Walking the room where all these portraits hang, we meet symbolist poet Stéphane Mallarmé and playwright Henrik Ibsen, who told Munch: “Things will go for you as they did for me: the more enemies, the more friends.” It is difficult to know what friends Munch might make here. One portrait in particular stands out. Munch’s 1916 Model With a Green Scarf depicts the artist’s only Black subject, Sultan Abdul Karem, who had arrived in Kristiania as part of a German circus troupe, and was hired by Munch as chauffeur and odd-job man and occasional model. Wrapped in a green scarf, eyes closed, he is the most static of Munch’s models.
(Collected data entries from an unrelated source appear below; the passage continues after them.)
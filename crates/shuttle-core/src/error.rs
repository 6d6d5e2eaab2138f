//! Error taxonomy of the sync engine.
//!
//! No error here is fatal: every caller either recovers through a fallback
//! path or surfaces the error and keeps the last known-good state.

use serde_json::Value;
use thiserror::Error;

use crate::domain::{ErrorPayload, SessionId};

/// ErrorKind は失敗の運用分類
#[derive(Debug, Clone, Copy, PartialEq, Eq)]
pub enum ErrorKind {
    /// No active push channel.
    ChannelUnavailable,
    /// Deadline passed before a matching response arrived.
    Timeout,
    /// The server answered with an explicit error envelope.
    Rejected,
    /// An optimistic mutation was reverted.
    Rollback,
    /// The request was torn down locally (disconnect, dropped caller).
    Cancelled,
    Transport,
    Decode,
}

/// Explicit error returned by the backend.
#[derive(Debug, Clone, PartialEq, Error)]
#[error("{code}: {message}")]
pub struct RemoteError {
    pub code: String,
    pub message: String,
    pub details: Option<Value>,
}

impl From<ErrorPayload> for RemoteError {
    fn from(payload: ErrorPayload) -> Self {
        Self {
            code: payload.code,
            message: payload.message,
            details: payload.details,
        }
    }
}

#[derive(Debug, Clone, Error)]
pub enum SyncError {
    #[error("push channel is not connected")]
    ChannelUnavailable,

    #[error("request {action} timed out after {timeout_ms}ms")]
    Timeout { action: String, timeout_ms: u64 },

    #[error("request rejected: {0}")]
    Rejected(RemoteError),

    #[error("request cancelled")]
    Cancelled,

    #[error("transport error: {0}")]
    Transport(String),

    #[error("http error: {0}")]
    Http(String),

    #[error("decode error: {0}")]
    Decode(String),
}

impl SyncError {
    pub fn kind(&self) -> ErrorKind {
        match self {
            SyncError::ChannelUnavailable => ErrorKind::ChannelUnavailable,
            SyncError::Timeout { .. } => ErrorKind::Timeout,
            SyncError::Rejected(_) => ErrorKind::Rejected,
            SyncError::Cancelled => ErrorKind::Cancelled,
            SyncError::Transport(_) | SyncError::Http(_) => ErrorKind::Transport,
            SyncError::Decode(_) => ErrorKind::Decode,
        }
    }

    /// Errors for which a fallback path (HTTP, static defaults) should be tried.
    pub fn is_recoverable_locally(&self) -> bool {
        matches!(
            self,
            SyncError::ChannelUnavailable | SyncError::Transport(_) | SyncError::Http(_)
        )
    }
}

impl From<serde_json::Error> for SyncError {
    fn from(err: serde_json::Error) -> Self {
        SyncError::Decode(err.to_string())
    }
}

/// Structured error of a user-initiated optimistic mutation.
#[derive(Debug, Clone, Error)]
#[error("{message} (entity={entity_id})")]
pub struct MutationError {
    pub message: String,
    pub entity_id: String,
    pub related_session_id: Option<SessionId>,
    pub rolled_back: bool,
    #[source]
    pub cause: SyncError,
}

impl MutationError {
    pub fn kind(&self) -> ErrorKind {
        if self.rolled_back {
            ErrorKind::Rollback
        } else {
            self.cause.kind()
        }
    }
}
He is being painted, but there’s no sense that he is engaged, unlike Munch’s other subjects, in any sort of active collaboration with the artist. Apparently, Munch never named Karem in his original title for this portrait.
Writing in the catalogue, Knut Ljøgodt tells us that Karem also appeared in another painting by Munch which was ‘‘given the rather problematic title Cleopatra and the Slave, in which he appears in the nude, standing next to a reclining, naked woman”. There’s a point at which the creepy and the weird stops being entertainment. I have seen enough.